Where do the smallest people in the world live?
In addition to the large ethnic groups mentioned, there are also smaller groups that maintain their own culture and way of life and often live on an island isolated from others. A very special ethnic group is that of the so-called dwarf people. The Kimyal tribe dwarf people who live in New Guinea are the smallest people in the world. Women are about 130 centimeters and men 140 centimeters tall. Their population is growing and there are still 1000 people living, mostly in villages with 40 to 150 residents. Men and women live separately in women’s and men’s huts, whereby women are not allowed to enter the men’s huts. Then there are the family huts in which the families or married women live. If they are sick or have a baby, they have to go back to the women’s huts.

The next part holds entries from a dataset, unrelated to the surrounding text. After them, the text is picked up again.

//! `quay check` command

use anyhow::Result;
use quay::ops;

use crate::cli::CheckArgs;
use crate::commands;

pub async fn execute(args: CheckArgs) -> Result<bool> {
    let config = commands::interpreter_config(&args.env)?;

    let satisfied = ops::is_installed(&config, &args.requirement).await;

    if satisfied {
        println!("'{}' is satisfied", args.requirement);
    } else {
        println!("'{}' is not satisfied", args.requirement);
    }

    // The answer is the exit code
    Ok(satisfied)
}
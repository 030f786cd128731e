//! Subprocess execution utilities.
//!
//! [`ProcessBuilder`] spawns external tools asynchronously, forwarding
//! output line-by-line to an [`OutputSink`] while accumulating stdout for
//! later inspection. Cancellation is drop-based: the child is configured
//! `kill_on_drop`, so abandoning the future reaps the process and releases
//! its handles.

use std::collections::HashMap;
use std::ffi::OsStr;
use std::path::{Path, PathBuf};
use std::process::Stdio;

use anyhow::Context;
use tokio::io::{AsyncBufReadExt, BufReader};
use tokio::process::Command;

use crate::core::error::{Error, Result};
use crate::util::sink::OutputSink;

/// Result of a completed subprocess run.
#[derive(Debug, Clone)]
pub struct ProcessResult {
    /// Exit code; -1 when the process was terminated by a signal.
    pub exit_code: i32,

    /// Stdout, split into lines, in arrival order.
    pub stdout_lines: Vec<String>,
}

impl ProcessResult {
    /// Whether the process exited with code 0.
    pub fn success(&self) -> bool {
        self.exit_code == 0
    }
}

/// Builder for async subprocess execution.
#[derive(Debug, Clone)]
pub struct ProcessBuilder {
    program: PathBuf,
    args: Vec<String>,
    env: HashMap<String, String>,
    env_remove: Vec<String>,
    cwd: Option<PathBuf>,
    elevated: bool,
    /// Only consulted on Windows, the one platform with console windows
    /// to suppress
    #[cfg_attr(not(windows), allow(dead_code))]
    hidden: bool,
}

impl ProcessBuilder {
    /// Create a new process builder for the given program.
    pub fn new(program: impl AsRef<Path>) -> Self {
        ProcessBuilder {
            program: program.as_ref().to_path_buf(),
            args: Vec::new(),
            env: HashMap::new(),
            env_remove: Vec::new(),
            cwd: None,
            elevated: false,
            hidden: false,
        }
    }

    /// Add a single argument.
    pub fn arg(mut self, arg: impl AsRef<OsStr>) -> Self {
        self.args.push(arg.as_ref().to_string_lossy().into_owned());
        self
    }

    /// Add multiple arguments.
    pub fn args<I, S>(mut self, args: I) -> Self
    where
        I: IntoIterator<Item = S>,
        S: AsRef<OsStr>,
    {
        self.args.extend(
            args.into_iter()
                .map(|s| s.as_ref().to_string_lossy().into_owned()),
        );
        self
    }

    /// Set an environment variable.
    pub fn env(mut self, key: impl AsRef<str>, value: impl AsRef<str>) -> Self {
        self.env
            .insert(key.as_ref().to_string(), value.as_ref().to_string());
        self
    }

    /// Remove an environment variable.
    pub fn env_remove(mut self, key: impl AsRef<str>) -> Self {
        self.env_remove.push(key.as_ref().to_string());
        self
    }

    /// Set the working directory.
    pub fn cwd(mut self, cwd: impl AsRef<Path>) -> Self {
        self.cwd = Some(cwd.as_ref().to_path_buf());
        self
    }

    /// Request privilege escalation for this run.
    pub fn elevated(mut self, elevated: bool) -> Self {
        self.elevated = elevated;
        self
    }

    /// Run without a console window of its own (Windows); elsewhere this
    /// is a no-op since nothing is created to hide.
    pub fn hidden(mut self, hidden: bool) -> Self {
        self.hidden = hidden;
        self
    }

    /// Get the program path.
    pub fn get_program(&self) -> &Path {
        &self.program
    }

    /// Get the arguments.
    pub fn get_args(&self) -> &[String] {
        &self.args
    }

    /// Display the command for error messages.
    pub fn display_command(&self) -> String {
        let mut parts = vec![self.program.display().to_string()];
        parts.extend(self.args.iter().cloned());
        parts.join(" ")
    }

    /// Whether the program can be spawned at all: either an existing path
    /// or a bare name resolvable on `PATH`.
    fn is_runnable(&self) -> bool {
        self.program.exists() || which::which(&self.program).is_ok()
    }

    /// Build the Command, wrapping it in an escalation tool if requested.
    fn build_command(&self) -> Command {
        let mut cmd = if self.elevated {
            match find_executable("sudo") {
                Some(sudo) => {
                    let mut cmd = Command::new(sudo);
                    cmd.arg(&self.program);
                    cmd
                }
                None => {
                    tracing::warn!(
                        program = %self.program.display(),
                        "elevation requested but no escalation tool found, running unelevated"
                    );
                    Command::new(&self.program)
                }
            }
        } else {
            Command::new(&self.program)
        };

        cmd.args(&self.args);

        for (key, value) in &self.env {
            cmd.env(key, value);
        }

        for key in &self.env_remove {
            cmd.env_remove(key);
        }

        if let Some(ref cwd) = self.cwd {
            cmd.current_dir(cwd);
        }

        #[cfg(windows)]
        if self.hidden {
            const CREATE_NO_WINDOW: u32 = 0x0800_0000;
            cmd.creation_flags(CREATE_NO_WINDOW);
        }

        cmd
    }

    /// Spawn the process and wait for it to exit.
    ///
    /// Stdout lines are forwarded to `sink.write_line` and accumulated in
    /// the result; stderr lines go to `sink.write_error_line`. Fails fast
    /// with [`Error::NotRunnable`] when the program does not exist, before
    /// anything is spawned.
    pub async fn run(&self, sink: Option<&dyn OutputSink>) -> Result<ProcessResult> {
        if !self.is_runnable() {
            return Err(Error::NotRunnable(self.program.clone()));
        }

        let mut cmd = self.build_command();
        cmd.stdin(Stdio::null());
        cmd.stdout(Stdio::piped());
        cmd.stderr(Stdio::piped());
        cmd.kill_on_drop(true);

        tracing::debug!(command = %self.display_command(), "spawning");

        let mut child = cmd.spawn().map_err(|source| Error::Spawn {
            command: self.display_command(),
            source,
        })?;

        let stdout = child.stdout.take().context("child stdout was not piped")?;
        let stderr = child.stderr.take().context("child stderr was not piped")?;
        let mut out_lines = BufReader::new(stdout).lines();
        let mut err_lines = BufReader::new(stderr).lines();

        let mut captured = Vec::new();
        let mut out_done = false;
        let mut err_done = false;

        while !(out_done && err_done) {
            tokio::select! {
                line = out_lines.next_line(), if !out_done => match line {
                    Ok(Some(line)) => {
                        if let Some(sink) = sink {
                            sink.write_line(&line);
                        }
                        captured.push(line);
                    }
                    Ok(None) => out_done = true,
                    Err(err) => {
                        tracing::debug!(error = %err, "stdout read failed");
                        out_done = true;
                    }
                },
                line = err_lines.next_line(), if !err_done => match line {
                    Ok(Some(line)) => {
                        if let Some(sink) = sink {
                            sink.write_error_line(&line);
                        }
                    }
                    Ok(None) => err_done = true,
                    Err(err) => {
                        tracing::debug!(error = %err, "stderr read failed");
                        err_done = true;
                    }
                },
            }
        }

        let status = child
            .wait()
            .await
            .with_context(|| format!("failed to wait for `{}`", self.program.display()))?;

        Ok(ProcessResult {
            exit_code: status.code().unwrap_or(-1),
            stdout_lines: captured,
        })
    }
}

/// Find an executable in PATH.
pub fn find_executable(name: &str) -> Option<PathBuf> {
    which::which(name).ok()
}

They lead isolated lives and have preserved many of their traditions. The pig festival is one of their festivals. Pigs are valuable animals to the Kimyal. Only a man who owns a pig is allowed to get married. It is still not possible to explain exactly why the people here are so short. Some believe that at some point they were driven out of their villages and looked for a new home. Others believe that protein deficiency is the cause.
Languages in Indonesia
More than 250 different languages and dialects are spoken in Indonesia. Indonesians who live far apart from each other often do not understand the dialects of their compatriots. Indonesia is a multi-ethnic state precisely because many peoples live there. This is Indonesia’s state motto “Unity in Diversity”. Bhinneka Tunggal Ika is called in Indonesian. The official language – the official language that is also spoken in the administration – is Bahasa Indonesian. Because Indonesia is a colonywho was Dutch, they also speak English or Dutch. Foreign languages are compulsory in schools. Arabic is also taught, so that some of the Indonesians speak Arabic or at least can communicate in this language. On the islands of Bali and Java, which tourists from abroad particularly like to visit, people speak a special language again, namely Balinese.
Religions in Indonesia
No other country on earth has as many Muslims as Indonesia. All other world religions also practice their faith and are recognized by the state. 88 out of 100 people are Muslims, five out of 100 Protestants (Indonesia was a Dutch colony and most of the Dutch were Protestants), three out of 100 are Catholics and two out of 100 Hindus. Most of the Hindus live in Bali and East Java. So many different ethnic groups, religions and cultures exist in Indonesia, largely peacefully with one another. Indonesia is known for its religious freedom and tolerance.